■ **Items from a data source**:
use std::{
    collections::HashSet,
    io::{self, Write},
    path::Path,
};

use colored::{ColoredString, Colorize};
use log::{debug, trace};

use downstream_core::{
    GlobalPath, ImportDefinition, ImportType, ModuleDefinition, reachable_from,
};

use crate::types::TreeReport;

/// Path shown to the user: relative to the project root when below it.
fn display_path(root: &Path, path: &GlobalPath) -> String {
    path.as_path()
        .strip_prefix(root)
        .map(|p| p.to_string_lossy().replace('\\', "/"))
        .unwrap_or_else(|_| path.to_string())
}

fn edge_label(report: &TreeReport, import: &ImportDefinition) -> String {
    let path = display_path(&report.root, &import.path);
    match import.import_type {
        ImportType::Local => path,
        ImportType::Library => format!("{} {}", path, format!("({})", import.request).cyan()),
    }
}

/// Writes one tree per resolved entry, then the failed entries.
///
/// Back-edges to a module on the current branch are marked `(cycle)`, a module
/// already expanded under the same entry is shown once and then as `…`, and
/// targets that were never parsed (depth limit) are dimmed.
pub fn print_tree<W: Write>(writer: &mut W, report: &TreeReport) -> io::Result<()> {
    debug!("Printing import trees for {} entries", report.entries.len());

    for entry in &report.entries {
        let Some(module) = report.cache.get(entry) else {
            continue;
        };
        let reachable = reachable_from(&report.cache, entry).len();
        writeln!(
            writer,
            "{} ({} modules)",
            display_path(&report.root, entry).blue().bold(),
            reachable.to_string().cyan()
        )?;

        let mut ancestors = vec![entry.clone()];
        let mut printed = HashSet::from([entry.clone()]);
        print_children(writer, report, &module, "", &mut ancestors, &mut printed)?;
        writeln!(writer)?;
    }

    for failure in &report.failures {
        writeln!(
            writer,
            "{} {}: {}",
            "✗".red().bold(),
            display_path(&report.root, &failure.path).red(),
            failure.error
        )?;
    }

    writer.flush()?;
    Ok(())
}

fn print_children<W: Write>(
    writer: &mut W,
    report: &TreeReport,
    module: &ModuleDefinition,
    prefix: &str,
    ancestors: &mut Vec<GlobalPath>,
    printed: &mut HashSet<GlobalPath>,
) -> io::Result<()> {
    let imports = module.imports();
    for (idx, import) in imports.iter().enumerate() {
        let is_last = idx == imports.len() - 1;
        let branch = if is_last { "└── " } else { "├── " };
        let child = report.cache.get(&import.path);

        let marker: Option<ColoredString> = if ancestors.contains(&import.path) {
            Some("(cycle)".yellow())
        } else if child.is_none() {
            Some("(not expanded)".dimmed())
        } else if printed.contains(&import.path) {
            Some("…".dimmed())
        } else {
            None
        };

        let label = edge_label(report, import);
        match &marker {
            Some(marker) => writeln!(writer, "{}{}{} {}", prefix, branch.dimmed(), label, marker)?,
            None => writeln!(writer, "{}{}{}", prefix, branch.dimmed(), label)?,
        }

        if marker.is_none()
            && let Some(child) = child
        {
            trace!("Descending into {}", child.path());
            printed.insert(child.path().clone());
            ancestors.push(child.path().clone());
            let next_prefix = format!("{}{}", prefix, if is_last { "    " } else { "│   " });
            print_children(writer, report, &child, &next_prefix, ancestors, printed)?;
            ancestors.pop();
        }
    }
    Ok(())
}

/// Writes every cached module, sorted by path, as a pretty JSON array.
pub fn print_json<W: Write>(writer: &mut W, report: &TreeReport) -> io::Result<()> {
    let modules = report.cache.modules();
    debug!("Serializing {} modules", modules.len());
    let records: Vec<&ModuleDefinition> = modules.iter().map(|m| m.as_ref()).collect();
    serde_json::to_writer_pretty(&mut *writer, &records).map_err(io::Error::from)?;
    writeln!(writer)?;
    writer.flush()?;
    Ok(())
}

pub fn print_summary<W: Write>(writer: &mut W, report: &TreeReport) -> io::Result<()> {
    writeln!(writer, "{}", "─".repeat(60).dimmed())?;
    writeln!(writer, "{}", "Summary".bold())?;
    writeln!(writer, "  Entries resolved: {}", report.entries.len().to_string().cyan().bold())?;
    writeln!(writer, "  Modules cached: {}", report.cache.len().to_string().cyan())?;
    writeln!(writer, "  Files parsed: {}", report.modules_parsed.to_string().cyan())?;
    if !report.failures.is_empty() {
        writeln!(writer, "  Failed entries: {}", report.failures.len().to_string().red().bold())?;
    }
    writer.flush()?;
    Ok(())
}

■ **PROBLEM DETAILS**:
Among the lines above, which ones hold the string "entry"? Show them.

■ **ANSWER AREA**:
/// Writes one tree per resolved entry, then the failed entries.
/// already expanded under the same entry is shown once and then as `…`, and
    for entry in &report.entries {
        let Some(module) = report.cache.get(entry) else {
        let reachable = reachable_from(&report.cache, entry).len();
            display_path(&report.root, entry).blue().bold(),
        let mut ancestors = vec![entry.clone()];
        let mut printed = HashSet::from([entry.clone()]);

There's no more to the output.